Copy out the lines below that hold the word "must".

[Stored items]
= Beginning of Section =
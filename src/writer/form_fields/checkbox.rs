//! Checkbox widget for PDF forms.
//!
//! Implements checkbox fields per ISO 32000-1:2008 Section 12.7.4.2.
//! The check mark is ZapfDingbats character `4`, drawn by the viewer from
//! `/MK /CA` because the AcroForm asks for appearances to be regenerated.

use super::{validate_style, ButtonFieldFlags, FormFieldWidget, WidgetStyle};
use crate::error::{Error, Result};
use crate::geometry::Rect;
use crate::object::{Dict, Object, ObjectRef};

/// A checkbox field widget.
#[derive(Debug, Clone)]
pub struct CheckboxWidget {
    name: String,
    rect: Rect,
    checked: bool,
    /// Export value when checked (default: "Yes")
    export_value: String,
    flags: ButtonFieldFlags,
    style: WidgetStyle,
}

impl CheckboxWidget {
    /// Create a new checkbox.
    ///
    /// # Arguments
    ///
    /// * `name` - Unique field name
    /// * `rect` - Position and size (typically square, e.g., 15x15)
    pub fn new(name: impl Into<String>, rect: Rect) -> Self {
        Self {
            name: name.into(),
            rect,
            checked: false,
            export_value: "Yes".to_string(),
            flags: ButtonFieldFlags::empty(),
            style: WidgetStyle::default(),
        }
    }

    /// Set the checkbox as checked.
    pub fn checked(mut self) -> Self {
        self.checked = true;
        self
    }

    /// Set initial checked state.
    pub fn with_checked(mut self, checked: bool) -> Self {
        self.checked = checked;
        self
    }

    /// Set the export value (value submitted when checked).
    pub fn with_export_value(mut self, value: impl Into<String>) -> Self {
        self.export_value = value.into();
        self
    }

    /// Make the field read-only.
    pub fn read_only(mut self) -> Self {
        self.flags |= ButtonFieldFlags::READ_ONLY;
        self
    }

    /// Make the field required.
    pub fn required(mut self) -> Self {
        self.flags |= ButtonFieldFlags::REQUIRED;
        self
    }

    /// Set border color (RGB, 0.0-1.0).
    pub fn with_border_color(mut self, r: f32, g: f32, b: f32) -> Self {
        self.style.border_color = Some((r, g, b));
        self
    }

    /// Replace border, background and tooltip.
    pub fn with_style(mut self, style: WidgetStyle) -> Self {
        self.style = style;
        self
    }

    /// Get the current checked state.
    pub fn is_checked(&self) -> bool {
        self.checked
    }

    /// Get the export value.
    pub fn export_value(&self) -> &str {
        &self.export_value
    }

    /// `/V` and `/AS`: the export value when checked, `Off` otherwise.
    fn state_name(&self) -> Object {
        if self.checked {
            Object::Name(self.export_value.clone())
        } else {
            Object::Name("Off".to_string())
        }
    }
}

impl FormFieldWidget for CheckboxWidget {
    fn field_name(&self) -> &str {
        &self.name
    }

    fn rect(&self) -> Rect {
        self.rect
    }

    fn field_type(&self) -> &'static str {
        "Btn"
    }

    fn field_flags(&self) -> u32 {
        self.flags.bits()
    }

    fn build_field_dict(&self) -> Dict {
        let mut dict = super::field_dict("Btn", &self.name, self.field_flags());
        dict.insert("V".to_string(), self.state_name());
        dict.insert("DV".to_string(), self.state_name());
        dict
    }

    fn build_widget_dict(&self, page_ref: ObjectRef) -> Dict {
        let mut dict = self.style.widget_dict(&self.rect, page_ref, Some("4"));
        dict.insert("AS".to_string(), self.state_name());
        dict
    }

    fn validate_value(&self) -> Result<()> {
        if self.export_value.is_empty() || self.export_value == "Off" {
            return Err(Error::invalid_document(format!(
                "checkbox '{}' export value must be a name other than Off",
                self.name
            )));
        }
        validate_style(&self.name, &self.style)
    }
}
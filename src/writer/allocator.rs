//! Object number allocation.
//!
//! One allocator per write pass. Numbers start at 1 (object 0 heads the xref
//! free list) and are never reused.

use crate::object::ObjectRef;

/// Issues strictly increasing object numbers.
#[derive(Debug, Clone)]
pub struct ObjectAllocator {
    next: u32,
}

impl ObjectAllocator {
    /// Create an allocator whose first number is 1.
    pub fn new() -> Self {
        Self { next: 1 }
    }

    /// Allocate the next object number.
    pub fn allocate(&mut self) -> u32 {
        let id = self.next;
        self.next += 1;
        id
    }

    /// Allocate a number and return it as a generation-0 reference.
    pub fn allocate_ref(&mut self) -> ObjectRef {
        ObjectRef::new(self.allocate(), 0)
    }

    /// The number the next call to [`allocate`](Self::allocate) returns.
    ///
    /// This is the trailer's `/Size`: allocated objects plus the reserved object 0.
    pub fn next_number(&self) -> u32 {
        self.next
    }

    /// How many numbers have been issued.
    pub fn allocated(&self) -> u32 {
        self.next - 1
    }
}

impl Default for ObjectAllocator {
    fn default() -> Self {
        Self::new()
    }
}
= End of Section =
= Beginning of Section =
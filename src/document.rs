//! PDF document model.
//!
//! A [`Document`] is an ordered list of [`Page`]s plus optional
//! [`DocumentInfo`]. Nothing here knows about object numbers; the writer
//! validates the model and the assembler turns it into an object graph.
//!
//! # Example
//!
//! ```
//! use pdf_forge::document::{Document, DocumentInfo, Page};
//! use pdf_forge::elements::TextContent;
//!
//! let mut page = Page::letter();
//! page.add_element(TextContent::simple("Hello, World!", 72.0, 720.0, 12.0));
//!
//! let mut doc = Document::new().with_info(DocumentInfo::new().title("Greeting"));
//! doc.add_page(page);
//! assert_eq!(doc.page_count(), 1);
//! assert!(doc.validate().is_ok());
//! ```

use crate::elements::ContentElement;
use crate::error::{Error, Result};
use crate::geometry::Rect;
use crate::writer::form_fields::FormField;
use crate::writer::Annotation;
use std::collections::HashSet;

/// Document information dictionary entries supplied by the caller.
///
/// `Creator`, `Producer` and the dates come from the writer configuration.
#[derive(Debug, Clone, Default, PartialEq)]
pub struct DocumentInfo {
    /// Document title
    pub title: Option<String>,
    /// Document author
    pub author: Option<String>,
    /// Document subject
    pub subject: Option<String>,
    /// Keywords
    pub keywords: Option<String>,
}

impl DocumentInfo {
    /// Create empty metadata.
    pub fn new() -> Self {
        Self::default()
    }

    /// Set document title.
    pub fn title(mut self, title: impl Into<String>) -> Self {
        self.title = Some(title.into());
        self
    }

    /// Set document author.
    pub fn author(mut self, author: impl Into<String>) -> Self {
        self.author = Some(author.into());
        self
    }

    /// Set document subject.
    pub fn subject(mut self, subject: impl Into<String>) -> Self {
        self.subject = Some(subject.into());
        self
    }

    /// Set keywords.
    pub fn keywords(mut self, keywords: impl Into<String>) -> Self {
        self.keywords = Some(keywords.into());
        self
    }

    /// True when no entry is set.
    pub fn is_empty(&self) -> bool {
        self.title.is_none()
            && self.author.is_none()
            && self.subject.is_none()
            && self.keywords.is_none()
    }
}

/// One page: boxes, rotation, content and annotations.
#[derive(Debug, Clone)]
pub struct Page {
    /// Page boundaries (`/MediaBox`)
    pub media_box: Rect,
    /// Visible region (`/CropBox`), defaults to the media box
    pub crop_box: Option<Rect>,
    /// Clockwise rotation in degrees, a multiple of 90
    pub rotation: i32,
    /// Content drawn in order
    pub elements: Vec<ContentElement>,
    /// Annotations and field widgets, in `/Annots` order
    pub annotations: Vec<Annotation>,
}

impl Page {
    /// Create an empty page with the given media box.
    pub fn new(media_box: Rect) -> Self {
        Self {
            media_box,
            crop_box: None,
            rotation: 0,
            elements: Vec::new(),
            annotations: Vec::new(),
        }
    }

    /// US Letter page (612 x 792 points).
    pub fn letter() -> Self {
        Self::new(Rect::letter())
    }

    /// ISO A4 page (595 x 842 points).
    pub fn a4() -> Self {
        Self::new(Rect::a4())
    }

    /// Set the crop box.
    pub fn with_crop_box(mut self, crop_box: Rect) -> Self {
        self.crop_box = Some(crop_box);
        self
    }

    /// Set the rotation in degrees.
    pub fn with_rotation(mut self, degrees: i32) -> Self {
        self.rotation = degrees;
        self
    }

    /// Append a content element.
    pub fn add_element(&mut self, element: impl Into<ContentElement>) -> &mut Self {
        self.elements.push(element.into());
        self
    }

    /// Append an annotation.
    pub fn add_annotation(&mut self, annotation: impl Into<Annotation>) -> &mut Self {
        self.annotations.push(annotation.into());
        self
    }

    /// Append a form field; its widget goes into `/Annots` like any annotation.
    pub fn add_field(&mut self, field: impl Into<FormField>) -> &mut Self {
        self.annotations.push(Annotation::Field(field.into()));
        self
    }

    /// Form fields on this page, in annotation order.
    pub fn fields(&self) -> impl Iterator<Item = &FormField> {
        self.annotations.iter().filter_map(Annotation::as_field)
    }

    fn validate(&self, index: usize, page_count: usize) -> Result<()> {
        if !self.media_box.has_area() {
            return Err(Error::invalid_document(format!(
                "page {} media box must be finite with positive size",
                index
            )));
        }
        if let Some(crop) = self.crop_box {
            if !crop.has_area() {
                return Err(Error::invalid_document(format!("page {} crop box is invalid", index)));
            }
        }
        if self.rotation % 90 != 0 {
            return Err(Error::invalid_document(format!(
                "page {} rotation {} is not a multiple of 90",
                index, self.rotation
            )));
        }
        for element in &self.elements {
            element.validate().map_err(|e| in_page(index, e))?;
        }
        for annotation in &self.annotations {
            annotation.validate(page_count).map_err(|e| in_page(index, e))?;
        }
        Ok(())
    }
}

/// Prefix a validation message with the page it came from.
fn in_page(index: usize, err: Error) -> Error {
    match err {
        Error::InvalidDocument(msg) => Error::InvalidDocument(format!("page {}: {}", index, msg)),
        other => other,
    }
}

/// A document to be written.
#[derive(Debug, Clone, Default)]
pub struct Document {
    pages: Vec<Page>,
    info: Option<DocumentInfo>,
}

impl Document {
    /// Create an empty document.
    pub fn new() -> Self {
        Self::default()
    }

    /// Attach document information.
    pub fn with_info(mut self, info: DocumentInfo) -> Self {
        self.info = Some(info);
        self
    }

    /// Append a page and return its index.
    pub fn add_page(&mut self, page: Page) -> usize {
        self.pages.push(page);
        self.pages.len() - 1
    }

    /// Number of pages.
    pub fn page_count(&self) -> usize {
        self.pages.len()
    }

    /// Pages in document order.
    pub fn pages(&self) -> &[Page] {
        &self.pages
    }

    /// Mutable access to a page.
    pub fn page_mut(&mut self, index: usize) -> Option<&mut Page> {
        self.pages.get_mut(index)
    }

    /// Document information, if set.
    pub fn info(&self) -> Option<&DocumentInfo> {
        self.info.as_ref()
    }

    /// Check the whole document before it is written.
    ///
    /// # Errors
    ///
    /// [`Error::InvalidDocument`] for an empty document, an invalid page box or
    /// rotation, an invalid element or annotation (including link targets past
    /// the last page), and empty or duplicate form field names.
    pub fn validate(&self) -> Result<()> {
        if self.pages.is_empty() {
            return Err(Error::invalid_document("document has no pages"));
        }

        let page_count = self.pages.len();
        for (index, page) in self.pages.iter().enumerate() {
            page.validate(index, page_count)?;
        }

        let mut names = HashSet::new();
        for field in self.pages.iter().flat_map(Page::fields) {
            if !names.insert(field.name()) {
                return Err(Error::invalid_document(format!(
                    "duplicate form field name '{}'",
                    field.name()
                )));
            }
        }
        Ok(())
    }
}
= End of Section =
= Beginning of Section =
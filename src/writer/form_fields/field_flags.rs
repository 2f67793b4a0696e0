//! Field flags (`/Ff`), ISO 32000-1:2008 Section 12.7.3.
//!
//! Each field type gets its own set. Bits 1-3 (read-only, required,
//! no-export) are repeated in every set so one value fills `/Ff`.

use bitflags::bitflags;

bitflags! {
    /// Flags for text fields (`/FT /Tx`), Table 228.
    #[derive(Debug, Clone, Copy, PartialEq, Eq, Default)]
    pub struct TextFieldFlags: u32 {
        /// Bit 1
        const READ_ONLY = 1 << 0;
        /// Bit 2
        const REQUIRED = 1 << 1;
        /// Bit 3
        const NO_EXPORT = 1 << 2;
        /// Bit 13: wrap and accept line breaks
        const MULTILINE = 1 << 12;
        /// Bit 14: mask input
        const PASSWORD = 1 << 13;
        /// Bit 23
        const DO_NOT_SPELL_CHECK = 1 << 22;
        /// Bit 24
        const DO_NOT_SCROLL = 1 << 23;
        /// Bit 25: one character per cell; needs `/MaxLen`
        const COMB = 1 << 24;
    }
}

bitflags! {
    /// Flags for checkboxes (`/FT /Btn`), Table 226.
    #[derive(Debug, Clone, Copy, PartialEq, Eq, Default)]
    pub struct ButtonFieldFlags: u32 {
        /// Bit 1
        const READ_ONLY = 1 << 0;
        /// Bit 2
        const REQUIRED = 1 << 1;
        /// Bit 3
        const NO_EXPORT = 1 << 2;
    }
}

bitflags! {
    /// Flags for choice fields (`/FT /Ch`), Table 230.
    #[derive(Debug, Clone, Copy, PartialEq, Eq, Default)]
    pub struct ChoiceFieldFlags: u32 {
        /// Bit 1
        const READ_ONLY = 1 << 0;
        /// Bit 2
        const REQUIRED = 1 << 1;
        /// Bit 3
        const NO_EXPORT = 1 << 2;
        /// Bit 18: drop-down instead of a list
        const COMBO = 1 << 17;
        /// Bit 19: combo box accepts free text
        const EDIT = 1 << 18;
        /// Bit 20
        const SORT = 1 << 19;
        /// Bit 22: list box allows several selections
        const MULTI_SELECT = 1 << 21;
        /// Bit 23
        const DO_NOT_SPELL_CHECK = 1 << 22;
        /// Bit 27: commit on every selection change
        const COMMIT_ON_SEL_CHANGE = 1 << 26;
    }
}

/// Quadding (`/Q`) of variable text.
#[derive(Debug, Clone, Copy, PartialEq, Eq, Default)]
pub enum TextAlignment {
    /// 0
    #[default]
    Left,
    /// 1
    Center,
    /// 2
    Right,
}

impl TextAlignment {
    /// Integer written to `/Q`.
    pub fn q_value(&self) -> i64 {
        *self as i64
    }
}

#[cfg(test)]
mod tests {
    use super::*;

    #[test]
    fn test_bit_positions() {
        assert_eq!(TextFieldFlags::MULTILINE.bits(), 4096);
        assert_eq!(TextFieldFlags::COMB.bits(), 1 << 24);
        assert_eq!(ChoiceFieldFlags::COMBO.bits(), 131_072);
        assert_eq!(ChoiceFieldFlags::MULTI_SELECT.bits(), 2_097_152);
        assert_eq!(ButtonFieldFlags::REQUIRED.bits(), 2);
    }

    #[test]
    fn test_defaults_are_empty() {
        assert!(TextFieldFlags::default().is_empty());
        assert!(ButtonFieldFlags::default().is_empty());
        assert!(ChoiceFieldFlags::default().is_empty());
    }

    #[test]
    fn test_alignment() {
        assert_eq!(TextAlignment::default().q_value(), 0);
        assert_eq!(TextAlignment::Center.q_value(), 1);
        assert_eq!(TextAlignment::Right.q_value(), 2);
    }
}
= End of Section =
__Result below__.
                "checkbox '{}' export value must be a name other than Off",
                "page {} media box must be finite with positive size",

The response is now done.